After a month's stay in London, Victor von Gibelin and Anton von Glutz-Ruchti decided to travel via Dover to Ostend and on to Brussels. Once there, they sought contact with the city's Field Commander, Philippe de Diesbach de Torny (1742–1805), who was a fellow countryman of theirs and the brother of Robert de Diesbach, a comrade killed in the Storming of the Palais des Tuileries on 10 August 1792. The Field Commander, who was Major General and Chamberlain to Emperor Franz II and I, Emperor of Austria and Emperor of the Holy Roman Empire of the German Nation, helped them wherever he could. He welcomed Victor von Gibelin and Anton von Glutz-Ruchti into his house, made his carriage available to them in Brussels and provided them with passports. The two hoped that the Field Commander could help them, that they could join the troops of Charles-Philippe de France, Comte d'Artois. But because the revolutionary French troops were already in front of Mainz, this was not possible, so the two stopped in Koblenz. Finally, with a lot of luck and the help of fellow soldiers in Germany, Victor von Gibelin and Anton von Glutz-Ruchti, endangering their lives as they were pursued by revolutionary troops, arrived via Königstein, Butzbach, Giessen, Marburg, Hersfeld, Nuremberg, Ulm, Stockach to Lenzburg in Switzerland at the beginning of the year 1793. They continued to Schönenwerd, where they visited the brother of Anton von Glutz-Ruchti, Philipp Jacob von Glutz-Ruchti, who was the provost there. Two days later, the two comrades finally reached the city of Solothurn. It was only after his return to Solothurn that Victor von Gibelin learned that King Louis XVI had died under the guillotine on 21 January 1793.

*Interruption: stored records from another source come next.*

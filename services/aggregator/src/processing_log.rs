//! Processing log
//!
//! Append-only record of batch outcomes for monitoring. The engine never
//! reads it back. A failed append is retried a bounded number of times and
//! then reported; it never rolls back a committed batch.

use std::path::Path;
use std::sync::atomic::{AtomicU32, Ordering};
use std::sync::{Arc, Mutex, PoisonError};

use chrono::{DateTime, Utc};
use persistence::journal::{JournalConfig, JournalError, JournalWriter};
use persistence::reader::{JournalReader, ReaderError};
use serde::{Deserialize, Serialize};
use thiserror::Error;
use tracing::warn;
use types::event::SequenceToken;
use types::ids::BatchId;
use uuid::Uuid;

use crate::sequencer::{Batch, BatchState, BatchStats};

pub const KIND_BATCH_COMMITTED: &str = "batch_committed";
pub const KIND_BATCH_DEAD: &str = "batch_dead";

#[derive(Debug, Error)]
pub enum ProcessingLogError {
    #[error("journal error: {0}")]
    Journal(#[from] JournalError),

    #[error("journal read error: {0}")]
    Reader(#[from] ReaderError),

    #[error("failed to encode log entry: {0}")]
    Encode(#[from] serde_json::Error),

    #[error("processing log unavailable: {0}")]
    Unavailable(String),
}

/// Outcome of one batch, as reported to monitoring.
#[derive(Debug, Clone, PartialEq, Serialize, Deserialize)]
pub struct ProcessingLogEntry {
    pub entry_id: Uuid,
    pub partition: u32,
    pub batch_id: BatchId,
    pub status: BatchState,
    pub opened_at: DateTime<Utc>,
    pub sealed_at: Option<DateTime<Utc>>,
    pub recorded_at: DateTime<Utc>,
    pub first_token: Option<SequenceToken>,
    pub max_token: Option<SequenceToken>,
    pub events: usize,
    pub stats: BatchStats,
    pub attempts: u32,
    pub error: Option<String>,
}

impl ProcessingLogEntry {
    pub fn from_batch(batch: &Batch, recorded_at: DateTime<Utc>) -> Self {
        Self {
            entry_id: Uuid::now_v7(),
            partition: batch.partition,
            batch_id: batch.id,
            status: batch.state,
            opened_at: batch.opened_at,
            sealed_at: batch.sealed_at,
            recorded_at,
            first_token: batch.first_token,
            max_token: batch.max_token,
            events: batch.event_count,
            stats: batch.stats.clone(),
            attempts: batch.attempts,
            error: batch.last_error.clone(),
        }
    }

    /// Journal record kind for this entry.
    pub fn kind(&self) -> String {
        match self.status {
            BatchState::COMMITTED => KIND_BATCH_COMMITTED.to_string(),
            BatchState::DEAD => KIND_BATCH_DEAD.to_string(),
            other => format!("batch_{}", format!("{:?}", other).to_ascii_lowercase()),
        }
    }
}

/// Monitoring sink for batch outcomes.
pub trait ProcessingLog: Send + Sync {
    fn append(&self, entry: &ProcessingLogEntry) -> Result<(), ProcessingLogError>;
}

impl<L: ProcessingLog + ?Sized> ProcessingLog for Arc<L> {
    fn append(&self, entry: &ProcessingLogEntry) -> Result<(), ProcessingLogError> {
        (**self).append(entry)
    }
}

/// Append `entry`, trying up to `attempts` times.
pub fn record_batch(
    log: &dyn ProcessingLog,
    entry: &ProcessingLogEntry,
    attempts: u32,
) -> Result<(), ProcessingLogError> {
    let attempts = attempts.max(1);
    let mut attempt = 1;
    loop {
        match log.append(entry) {
            Ok(()) => return Ok(()),
            Err(e) if attempt < attempts => {
                warn!(
                    partition = entry.partition,
                    batch_id = entry.batch_id.value(),
                    attempt,
                    error = %e,
                    "Processing log append failed, retrying"
                );
                attempt += 1;
            }
            Err(e) => return Err(e),
        }
    }
}

#[derive(Default)]
pub struct InMemoryProcessingLog {
    entries: Mutex<Vec<ProcessingLogEntry>>,
    fail_next: AtomicU32,
}

impl InMemoryProcessingLog {
    pub fn new() -> Self {
        Self::default()
    }

    /// Make the next `n` appends fail.
    pub fn fail_next(&self, n: u32) {
        self.fail_next.store(n, Ordering::SeqCst);
    }

    pub fn entries(&self) -> Vec<ProcessingLogEntry> {
        self.entries.lock().unwrap_or_else(PoisonError::into_inner).clone()
    }

    pub fn entries_for(&self, partition: u32) -> Vec<ProcessingLogEntry> {
        self.entries()
            .into_iter()
            .filter(|e| e.partition == partition)
            .collect()
    }

    pub fn len(&self) -> usize {
        self.entries.lock().unwrap_or_else(PoisonError::into_inner).len()
    }

    pub fn is_empty(&self) -> bool {
        self.len() == 0
    }
}

impl ProcessingLog for InMemoryProcessingLog {
    fn append(&self, entry: &ProcessingLogEntry) -> Result<(), ProcessingLogError> {
        let injected = self
            .fail_next
            .fetch_update(Ordering::SeqCst, Ordering::SeqCst, |n| n.checked_sub(1))
            .is_ok();
        if injected {
            return Err(ProcessingLogError::Unavailable("injected append failure".to_string()));
        }
        self.entries
            .lock()
            .unwrap_or_else(PoisonError::into_inner)
            .push(entry.clone());
        Ok(())
    }
}

/// Processing log persisted as checksummed journal records with JSON
/// payloads.
pub struct JournalProcessingLog {
    writer: Mutex<JournalWriter>,
}

impl JournalProcessingLog {
    pub fn open(config: JournalConfig) -> Result<Self, ProcessingLogError> {
        Ok(Self {
            writer: Mutex::new(JournalWriter::open(config)?),
        })
    }

    /// Decode every intact entry under `dir`. A torn tail is ignored.
    pub fn read_entries(dir: &Path) -> Result<Vec<ProcessingLogEntry>, ProcessingLogError> {
        let mut reader = JournalReader::open(dir)?;
        let (records, _corruption) = reader.recover_records();
        records
            .iter()
            .map(|record| serde_json::from_slice(&record.payload).map_err(ProcessingLogError::from))
            .collect()
    }
}

impl ProcessingLog for JournalProcessingLog {
    fn append(&self, entry: &ProcessingLogEntry) -> Result<(), ProcessingLogError> {
        let payload = serde_json::to_vec(entry)?;
        let mut writer = self.writer.lock().unwrap_or_else(PoisonError::into_inner);
        writer.write_record(entry.recorded_at.timestamp_millis(), entry.kind(), payload)?;
        Ok(())
    }
}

"The king resigned his crown."
— Commentary by Jean Victor, Baron de Constant de Rebecque, Victor von Gibelin's Swiss Guard comrade, in a letter dated 11 August 1792, on the king's order to the Swiss to withdraw on 10 August 1792

== Marriages and honours ==
Victor von Gibelin was married twice. In 1797 his first marriage was to Elisabeth Vigier von Steinbrugg and in 1802 his second marriage was to Maria Cleophe von Sury d'Aspremont. He held several high positions in politics and the military in his hometown of Solothurn, where he died in 1853. Victor von Gibelin was a recipient of the prestigious Order of Saint Louis, which he had received in 1817.